Ubuntu – Where does “The program ‘‘ is currently not installed.” get its program list from

aptgnome-terminalpackage-management

When running the command quickly I get this output:

The program 'quickly' is currently not installed. You can install it by typing:
sudo apt-get install quickly

However when running:

apt-cache policy quickly

I just get:

N: Unable to locate package quickly

So therefore as the package quickly isn't in the repositories, where is the thing which tells me how to install a not currently installed program when I type a command that would belong to it getting its list of applications from? How does it get its list of programs and where from? Even if this is just an error, it reveals some of the workings of this program as it shows that it's not just looking at the package list which is downloaded with sudo apt-get update, otherwise it would know that the program does not exist.

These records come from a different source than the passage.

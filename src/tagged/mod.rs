// SPDX-License-Identifier: GPL-3.0-or-later
// Copyright 2026 Tobias Sarnowski

//! NaN-boxed tagged value codec.
//!
//! A [`TaggedValue`] is a 32-bit word. A finite, non-NaN bit pattern is
//! itself a number (full `f32` precision, never boxed). Any other bit
//! pattern is a *boxed* value: a quiet NaN whose mantissa carries a 6-bit
//! [`Tag`] and a 16-bit payload.
//!
//! Layout of a boxed word, MSB to LSB:
//!
//! ```text
//! [ sign:1=0 ][ exponent:8=0xFF ][ quiet:1=1 ][ tag:6 ][ payload:16 ]
//! ```
//!
//! The canonical quiet NaN (`0x7FC0_0000`, tag bits and payload both zero)
//! decodes to `Tag::Sentinel` payload `0` - i.e. `SENTINEL_NIL` - so no bit
//! pattern is left undecodable.

#[cfg(test)]
mod tagged_test;

use crate::error::VmError;

/// Bits that are fixed for every boxed value: sign clear, exponent all
/// ones, quiet-NaN bit set.
const BOXED_BASE: u32 = 0x7FC0_0000;

/// Bits of `BOXED_BASE` that must be present for a word to be boxed at
/// all - distinguishes a boxed tagged value from an ordinary signaling or
/// non-canonical NaN a host might otherwise construct.
const BOXED_MASK: u32 = 0xFFC0_0000;

const TAG_SHIFT: u32 = 16;
const TAG_MASK: u32 = 0x3F;
const PAYLOAD_MASK: u32 = 0xFFFF;

/// The closed set of boxed tags. `NUMBER` is not a member: it is the
/// absence of a box, represented instead by [`Decoded::Number`].
#[derive(Debug, Clone, Copy, PartialEq, Eq)]
#[repr(u8)]
pub enum Tag {
    /// End-of-stream / nil marker. `Sentinel(0)` is `SENTINEL_NIL`.
    Sentinel = 0,
    /// Signed 16-bit integer, sign-extended on decode.
    Integer = 1,
    /// Executable reference: opcode 0-127 for builtins, 128-32767 for
    /// user bytecode addresses.
    Code = 2,
    /// Interned string table id.
    String = 3,
    /// List header; payload is the slot count.
    List = 4,
    /// List footer; payload is the cell distance back to its header.
    Link = 5,
    /// Reference to a mutable cell; payload is a cell index.
    Ref = 6,
    /// Dictionary-only local slot designator.
    Local = 7,
}

impl Tag {
    const fn from_bits(bits: u32) -> Option<Self> {
        match bits {
            0 => Some(Self::Sentinel),
            1 => Some(Self::Integer),
            2 => Some(Self::Code),
            3 => Some(Self::String),
            4 => Some(Self::List),
            5 => Some(Self::Link),
            6 => Some(Self::Ref),
            7 => Some(Self::Local),
            _ => None,
        }
    }

    /// Legal payload range for this tag, as used by [`TaggedValue::encode`].
    const fn payload_range(self) -> (i32, i32) {
        match self {
            Self::Integer => (-32768, 32767),
            _ => (0, 65535),
        }
    }
}

/// A decoded tagged value: either a raw number or a boxed `(tag, payload)`
/// pair, with `Integer` payloads already sign-extended.
#[derive(Debug, Clone, Copy, PartialEq)]
pub enum Decoded {
    /// A raw, unboxed IEEE-754 single.
    Number(f32),
    /// A boxed value and its payload (sign-extended for `Tag::Integer`,
    /// zero-extended otherwise).
    Boxed(Tag, i32),
}

/// A 32-bit tagged value: either a raw `f32` or a boxed `(tag, payload)`.
#[derive(Clone, Copy, PartialEq)]
#[repr(transparent)]
pub struct TaggedValue(u32);

impl core::fmt::Debug for TaggedValue {
    fn fmt(&self, f: &mut core::fmt::Formatter<'_>) -> core::fmt::Result {
        match self.decode() {
            Decoded::Number(n) => write!(f, "TaggedValue(Number({n}))"),
            Decoded::Boxed(tag, payload) => {
                write!(f, "TaggedValue({tag:?}({payload}))")
            }
        }
    }
}

impl TaggedValue {
    /// `SENTINEL_NIL`: the canonical quiet NaN, `Tag::Sentinel` payload 0.
    pub const NIL: Self = Self(BOXED_BASE);

    /// Wraps a raw 32-bit pattern without interpreting it.
    #[inline]
    #[must_use]
    pub const fn from_bits(bits: u32) -> Self {
        Self(bits)
    }

    /// Returns the raw 32-bit pattern.
    #[inline]
    #[must_use]
    pub const fn to_bits(self) -> u32 {
        self.0
    }

    /// Wraps a finite `f32` as an unboxed `NUMBER`.
    #[inline]
    #[must_use]
    pub fn from_number(value: f32) -> Self {
        Self(value.to_bits())
    }

    /// True if this word is a boxed value rather than a raw number.
    #[inline]
    #[must_use]
    pub const fn is_boxed(self) -> bool {
        self.0 & BOXED_MASK == BOXED_BASE
    }

    /// Constructs a boxed value. Fails if `payload` does not fit the
    /// tag's width (`Integer` in `-32768..=32767`, others in `0..=65535`).
    #[must_use]
    pub fn encode(payload: i32, tag: Tag) -> Result<Self, VmError> {
        let (lo, hi) = tag.payload_range();
        if payload < lo || payload > hi {
            return Err(VmError::TypeError { op: "encode" });
        }
        let bits = BOXED_BASE | ((tag as u32) << TAG_SHIFT) | (payload as u32 & PAYLOAD_MASK);
        Ok(Self(bits))
    }

    /// Decodes this word into a raw number or a boxed `(tag, payload)`.
    #[must_use]
    pub fn decode(self) -> Decoded {
        if !self.is_boxed() {
            return Decoded::Number(f32::from_bits(self.0));
        }
        let tag_bits = (self.0 >> TAG_SHIFT) & TAG_MASK;
        let payload_bits = self.0 & PAYLOAD_MASK;
        let tag = Tag::from_bits(tag_bits).unwrap_or(Tag::Sentinel);
        let payload = if matches!(tag, Tag::Integer) {
            i32::from(payload_bits as i16)
        } else {
            payload_bits as i32
        };
        Decoded::Boxed(tag, payload)
    }

    /// Returns the boxed tag, or `None` if this word is a raw `NUMBER`.
    #[must_use]
    pub fn get_tag(self) -> Option<Tag> {
        match self.decode() {
            Decoded::Number(_) => None,
            Decoded::Boxed(tag, _) => Some(tag),
        }
    }

    /// Returns the decoded payload (sign-extended for `Integer`), or the
    /// bit-reinterpreted number if this word is a raw `NUMBER`.
    #[must_use]
    pub fn get_value(self) -> i32 {
        match self.decode() {
            Decoded::Number(n) => n.to_bits() as i32,
            Decoded::Boxed(_, payload) => payload,
        }
    }

    /// True if this word is boxed with exactly the given tag.
    #[must_use]
    pub fn is_tag(self, t: Tag) -> bool {
        self.get_tag() == Some(t)
    }

    /// True if this word is an unboxed `NUMBER`.
    #[must_use]
    pub fn is_number(self) -> bool {
        !self.is_boxed()
    }

    /// Reads this word as a raw number, if it is one.
    #[must_use]
    pub fn as_number(self) -> Option<f32> {
        match self.decode() {
            Decoded::Number(n) => Some(n),
            Decoded::Boxed(..) => None,
        }
    }

    /// True per spec.md §4.9 `branch_if_zero`: `SENTINEL_NIL`,
    /// `INTEGER(0)`, or the number 0.
    #[must_use]
    pub fn is_falsy(self) -> bool {
        match self.decode() {
            Decoded::Number(n) => n == 0.0,
            Decoded::Boxed(Tag::Integer, 0) => true,
            Decoded::Boxed(Tag::Sentinel, 0) => true,
            Decoded::Boxed(..) => false,
        }
    }
}

impl From<f32> for TaggedValue {
    #[inline]
    fn from(value: f32) -> Self {
        Self::from_number(value)
    }
}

Also, is this just built-in functionality in gnome-terminal or is the thing responsible for the helpful message a separate application which can be uninstalled?

Best Answer

At the end of /etc/bash.bashrc you'll find some commands which ultimately define the bash function command_not_found_handle. Then man bash tells us that this command is invoked when a non-existing command is typed in. On my machine, the handle invokes /usr/lib/command-not-found as a python script. This again leads into /usr/lib/python3/dist-packages/CommandNotFound/CommandNotFound.py which seems to invoke apt-get or aptitute (search for the two in the file).